-- WORK TASK --
From the entries below, retype only the lines from the one with "let token = generate_token();" through the one with "(edge surfaces zero)", exactly as written.

-- DATA EXTRACTS --
▼▼▼

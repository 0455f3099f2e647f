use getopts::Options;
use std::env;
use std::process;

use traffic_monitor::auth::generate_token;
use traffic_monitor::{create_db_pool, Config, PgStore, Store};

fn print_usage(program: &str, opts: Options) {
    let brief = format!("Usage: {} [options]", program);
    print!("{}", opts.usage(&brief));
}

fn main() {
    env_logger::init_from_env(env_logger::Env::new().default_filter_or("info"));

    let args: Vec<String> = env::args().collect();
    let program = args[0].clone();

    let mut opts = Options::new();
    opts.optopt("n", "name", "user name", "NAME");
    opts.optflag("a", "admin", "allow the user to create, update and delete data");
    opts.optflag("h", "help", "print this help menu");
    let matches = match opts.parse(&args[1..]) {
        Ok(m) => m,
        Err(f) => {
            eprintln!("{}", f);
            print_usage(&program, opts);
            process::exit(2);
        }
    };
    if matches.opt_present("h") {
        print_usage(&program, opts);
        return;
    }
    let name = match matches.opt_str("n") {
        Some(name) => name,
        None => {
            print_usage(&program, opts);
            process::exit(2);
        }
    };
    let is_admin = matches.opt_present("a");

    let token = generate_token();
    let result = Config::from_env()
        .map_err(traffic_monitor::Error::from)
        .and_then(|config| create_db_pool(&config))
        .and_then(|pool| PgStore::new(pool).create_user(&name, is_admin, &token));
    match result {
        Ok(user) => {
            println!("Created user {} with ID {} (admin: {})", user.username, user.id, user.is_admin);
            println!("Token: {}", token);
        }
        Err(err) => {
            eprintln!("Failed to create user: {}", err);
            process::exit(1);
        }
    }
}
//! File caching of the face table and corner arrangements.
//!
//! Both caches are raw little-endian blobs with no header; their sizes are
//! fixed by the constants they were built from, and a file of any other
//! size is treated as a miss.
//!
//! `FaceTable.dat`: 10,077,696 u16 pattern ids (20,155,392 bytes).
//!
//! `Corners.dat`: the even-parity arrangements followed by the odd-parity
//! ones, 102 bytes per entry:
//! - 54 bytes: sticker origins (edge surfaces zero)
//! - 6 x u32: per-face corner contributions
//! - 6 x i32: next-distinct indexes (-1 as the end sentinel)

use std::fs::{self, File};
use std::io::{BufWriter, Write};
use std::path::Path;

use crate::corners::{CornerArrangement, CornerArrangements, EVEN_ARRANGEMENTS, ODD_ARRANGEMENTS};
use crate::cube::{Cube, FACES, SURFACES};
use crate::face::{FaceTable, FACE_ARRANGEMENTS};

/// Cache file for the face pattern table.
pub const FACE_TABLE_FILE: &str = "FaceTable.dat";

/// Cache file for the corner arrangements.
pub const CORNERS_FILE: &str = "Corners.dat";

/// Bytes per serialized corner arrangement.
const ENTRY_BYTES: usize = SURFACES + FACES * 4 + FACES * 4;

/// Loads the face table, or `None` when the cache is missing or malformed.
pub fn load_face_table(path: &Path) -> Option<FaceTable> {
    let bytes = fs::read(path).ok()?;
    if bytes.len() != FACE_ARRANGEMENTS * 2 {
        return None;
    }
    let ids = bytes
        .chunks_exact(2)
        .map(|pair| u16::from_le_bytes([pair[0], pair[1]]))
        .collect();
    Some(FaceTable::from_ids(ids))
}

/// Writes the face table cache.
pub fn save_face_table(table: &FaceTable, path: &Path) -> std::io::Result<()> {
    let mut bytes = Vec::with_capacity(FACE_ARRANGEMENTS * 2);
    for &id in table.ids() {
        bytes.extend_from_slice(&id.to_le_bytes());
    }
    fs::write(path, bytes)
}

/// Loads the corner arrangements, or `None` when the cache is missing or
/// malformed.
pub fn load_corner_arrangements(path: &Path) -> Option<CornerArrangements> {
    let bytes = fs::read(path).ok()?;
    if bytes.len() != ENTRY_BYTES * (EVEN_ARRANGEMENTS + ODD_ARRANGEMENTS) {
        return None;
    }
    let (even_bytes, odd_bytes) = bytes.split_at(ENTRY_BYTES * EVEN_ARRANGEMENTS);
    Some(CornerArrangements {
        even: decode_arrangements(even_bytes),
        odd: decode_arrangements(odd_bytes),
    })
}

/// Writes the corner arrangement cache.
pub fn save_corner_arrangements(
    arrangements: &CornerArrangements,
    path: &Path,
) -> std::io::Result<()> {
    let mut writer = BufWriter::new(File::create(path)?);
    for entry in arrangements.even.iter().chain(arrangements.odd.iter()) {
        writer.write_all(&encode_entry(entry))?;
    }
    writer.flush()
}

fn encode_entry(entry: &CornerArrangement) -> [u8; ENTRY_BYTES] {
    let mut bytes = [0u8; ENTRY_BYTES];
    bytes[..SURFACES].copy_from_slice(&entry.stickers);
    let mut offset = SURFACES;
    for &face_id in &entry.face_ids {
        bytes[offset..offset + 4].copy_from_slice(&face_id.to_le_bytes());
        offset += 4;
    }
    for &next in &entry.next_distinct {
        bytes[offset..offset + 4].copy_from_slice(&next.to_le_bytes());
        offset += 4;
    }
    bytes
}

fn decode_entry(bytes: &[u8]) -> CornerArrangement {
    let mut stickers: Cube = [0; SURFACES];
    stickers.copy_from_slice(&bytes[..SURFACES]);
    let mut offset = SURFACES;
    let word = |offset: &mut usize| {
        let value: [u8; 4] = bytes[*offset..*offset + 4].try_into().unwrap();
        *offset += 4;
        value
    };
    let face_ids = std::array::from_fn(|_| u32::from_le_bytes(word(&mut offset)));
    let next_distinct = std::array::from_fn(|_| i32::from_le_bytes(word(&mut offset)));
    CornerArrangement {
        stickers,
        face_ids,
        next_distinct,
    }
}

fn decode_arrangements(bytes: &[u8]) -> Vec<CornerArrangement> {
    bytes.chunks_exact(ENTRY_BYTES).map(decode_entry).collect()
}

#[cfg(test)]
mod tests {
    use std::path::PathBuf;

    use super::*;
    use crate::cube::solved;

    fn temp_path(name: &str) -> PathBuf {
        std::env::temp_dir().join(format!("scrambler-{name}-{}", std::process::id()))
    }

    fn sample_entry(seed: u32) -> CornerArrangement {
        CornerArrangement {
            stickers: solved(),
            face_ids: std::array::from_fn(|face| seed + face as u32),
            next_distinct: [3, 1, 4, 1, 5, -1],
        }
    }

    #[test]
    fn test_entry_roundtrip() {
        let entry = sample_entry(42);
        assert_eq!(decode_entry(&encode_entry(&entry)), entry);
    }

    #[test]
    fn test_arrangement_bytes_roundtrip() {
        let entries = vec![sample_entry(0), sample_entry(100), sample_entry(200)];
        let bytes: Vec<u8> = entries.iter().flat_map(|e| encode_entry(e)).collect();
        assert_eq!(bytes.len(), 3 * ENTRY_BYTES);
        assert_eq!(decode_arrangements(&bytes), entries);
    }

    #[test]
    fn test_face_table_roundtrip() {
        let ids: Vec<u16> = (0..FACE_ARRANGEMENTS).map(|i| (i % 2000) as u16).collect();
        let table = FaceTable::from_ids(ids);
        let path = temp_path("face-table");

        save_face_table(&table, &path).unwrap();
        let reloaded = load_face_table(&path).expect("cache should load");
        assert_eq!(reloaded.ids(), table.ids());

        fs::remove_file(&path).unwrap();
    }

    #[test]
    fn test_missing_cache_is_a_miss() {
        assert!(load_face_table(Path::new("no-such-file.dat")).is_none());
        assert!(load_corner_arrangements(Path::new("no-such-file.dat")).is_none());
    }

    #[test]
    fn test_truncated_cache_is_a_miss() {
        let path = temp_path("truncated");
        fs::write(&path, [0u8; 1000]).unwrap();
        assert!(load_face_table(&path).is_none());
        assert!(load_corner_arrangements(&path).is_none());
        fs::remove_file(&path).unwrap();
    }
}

▲▲▲
▼▼▼

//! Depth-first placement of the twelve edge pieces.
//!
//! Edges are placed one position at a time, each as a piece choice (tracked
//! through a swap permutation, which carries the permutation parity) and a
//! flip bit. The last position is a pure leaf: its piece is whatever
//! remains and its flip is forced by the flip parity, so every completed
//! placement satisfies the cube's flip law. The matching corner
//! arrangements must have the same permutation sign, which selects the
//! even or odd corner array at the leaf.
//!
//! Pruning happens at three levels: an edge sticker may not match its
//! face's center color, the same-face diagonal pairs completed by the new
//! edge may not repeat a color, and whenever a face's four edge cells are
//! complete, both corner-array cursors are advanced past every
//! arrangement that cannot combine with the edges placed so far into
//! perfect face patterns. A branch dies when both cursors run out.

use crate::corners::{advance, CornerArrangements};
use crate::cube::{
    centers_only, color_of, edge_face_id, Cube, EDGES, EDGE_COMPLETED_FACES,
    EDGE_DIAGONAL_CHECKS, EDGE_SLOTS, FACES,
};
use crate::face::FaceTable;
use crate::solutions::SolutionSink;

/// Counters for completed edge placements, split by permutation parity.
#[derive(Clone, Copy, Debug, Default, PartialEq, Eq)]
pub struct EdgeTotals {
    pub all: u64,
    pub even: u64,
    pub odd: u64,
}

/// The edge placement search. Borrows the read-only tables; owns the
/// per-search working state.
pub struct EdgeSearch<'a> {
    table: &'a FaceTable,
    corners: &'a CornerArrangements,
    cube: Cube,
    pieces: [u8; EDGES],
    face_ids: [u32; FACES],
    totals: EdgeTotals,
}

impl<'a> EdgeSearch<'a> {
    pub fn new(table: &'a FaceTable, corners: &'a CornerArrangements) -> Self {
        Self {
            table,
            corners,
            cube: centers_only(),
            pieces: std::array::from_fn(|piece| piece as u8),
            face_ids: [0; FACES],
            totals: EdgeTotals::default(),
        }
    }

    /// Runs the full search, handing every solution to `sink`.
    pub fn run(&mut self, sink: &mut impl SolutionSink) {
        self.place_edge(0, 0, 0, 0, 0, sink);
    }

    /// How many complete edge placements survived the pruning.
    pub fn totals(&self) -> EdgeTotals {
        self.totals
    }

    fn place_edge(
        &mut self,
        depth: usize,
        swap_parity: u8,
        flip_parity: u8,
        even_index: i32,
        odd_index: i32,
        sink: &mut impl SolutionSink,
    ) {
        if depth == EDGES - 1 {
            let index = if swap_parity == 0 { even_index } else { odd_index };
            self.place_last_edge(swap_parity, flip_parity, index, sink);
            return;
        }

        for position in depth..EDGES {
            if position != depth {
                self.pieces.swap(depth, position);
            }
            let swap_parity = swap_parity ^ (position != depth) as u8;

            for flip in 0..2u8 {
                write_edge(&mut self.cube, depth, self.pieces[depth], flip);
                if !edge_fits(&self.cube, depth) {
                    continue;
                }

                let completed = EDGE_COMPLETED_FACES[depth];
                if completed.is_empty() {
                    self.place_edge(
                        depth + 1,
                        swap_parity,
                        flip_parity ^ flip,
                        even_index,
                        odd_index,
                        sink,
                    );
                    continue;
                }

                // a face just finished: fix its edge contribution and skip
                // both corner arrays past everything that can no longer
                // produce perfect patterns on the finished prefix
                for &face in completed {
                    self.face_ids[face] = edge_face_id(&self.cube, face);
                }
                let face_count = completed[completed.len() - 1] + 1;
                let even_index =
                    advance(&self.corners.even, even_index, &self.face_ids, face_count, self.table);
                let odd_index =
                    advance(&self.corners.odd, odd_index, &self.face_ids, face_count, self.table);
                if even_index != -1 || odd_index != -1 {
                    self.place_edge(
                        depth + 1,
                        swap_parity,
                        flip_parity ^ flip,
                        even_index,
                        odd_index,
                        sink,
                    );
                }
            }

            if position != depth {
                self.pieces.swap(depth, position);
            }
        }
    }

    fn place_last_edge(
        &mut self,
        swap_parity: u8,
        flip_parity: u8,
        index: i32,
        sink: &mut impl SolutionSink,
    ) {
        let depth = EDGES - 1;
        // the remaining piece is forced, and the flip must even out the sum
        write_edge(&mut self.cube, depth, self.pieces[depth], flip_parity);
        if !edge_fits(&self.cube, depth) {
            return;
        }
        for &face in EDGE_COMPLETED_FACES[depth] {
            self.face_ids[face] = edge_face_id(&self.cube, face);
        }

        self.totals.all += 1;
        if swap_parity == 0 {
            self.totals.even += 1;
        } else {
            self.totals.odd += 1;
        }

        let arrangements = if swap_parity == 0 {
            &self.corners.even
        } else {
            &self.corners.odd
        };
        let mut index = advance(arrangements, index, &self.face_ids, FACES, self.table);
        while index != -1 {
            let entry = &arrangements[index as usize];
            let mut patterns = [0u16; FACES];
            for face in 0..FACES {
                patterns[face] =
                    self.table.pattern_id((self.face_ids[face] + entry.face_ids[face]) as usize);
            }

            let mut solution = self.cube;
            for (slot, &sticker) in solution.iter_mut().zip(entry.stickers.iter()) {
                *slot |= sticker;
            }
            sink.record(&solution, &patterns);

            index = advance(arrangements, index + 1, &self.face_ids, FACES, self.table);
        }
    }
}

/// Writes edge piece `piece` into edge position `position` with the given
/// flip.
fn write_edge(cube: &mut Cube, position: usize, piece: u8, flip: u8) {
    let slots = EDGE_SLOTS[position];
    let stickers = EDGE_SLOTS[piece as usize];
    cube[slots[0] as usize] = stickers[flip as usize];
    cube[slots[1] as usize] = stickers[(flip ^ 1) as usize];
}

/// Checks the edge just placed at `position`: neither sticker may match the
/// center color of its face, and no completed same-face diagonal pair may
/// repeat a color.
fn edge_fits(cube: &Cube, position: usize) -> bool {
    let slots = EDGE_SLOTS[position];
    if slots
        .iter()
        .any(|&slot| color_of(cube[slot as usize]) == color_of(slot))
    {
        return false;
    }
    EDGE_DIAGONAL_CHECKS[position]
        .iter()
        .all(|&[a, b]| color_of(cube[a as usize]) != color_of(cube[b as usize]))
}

▲▲▲

-- PROBLEM SOLUTION --
    let token = generate_token();
    let result = Config::from_env()
        .map_err(traffic_monitor::Error::from)
        .and_then(|config| create_db_pool(&config))
        .and_then(|pool| PgStore::new(pool).create_user(&name, is_admin, &token));
    match result {
        Ok(user) => {
            println!("Created user {} with ID {} (admin: {})", user.username, user.id, user.is_admin);
            println!("Token: {}", token);
        }
        Err(err) => {
            eprintln!("Failed to create user: {}", err);
            process::exit(1);
        }
    }
}
//! File caching of the face table and corner arrangements.
//!
//! Both caches are raw little-endian blobs with no header; their sizes are
//! fixed by the constants they were built from, and a file of any other
//! size is treated as a miss.
//!
//! `FaceTable.dat`: 10,077,696 u16 pattern ids (20,155,392 bytes).
//!
//! `Corners.dat`: the even-parity arrangements followed by the odd-parity
//! ones, 102 bytes per entry:
//! - 54 bytes: sticker origins (edge surfaces zero)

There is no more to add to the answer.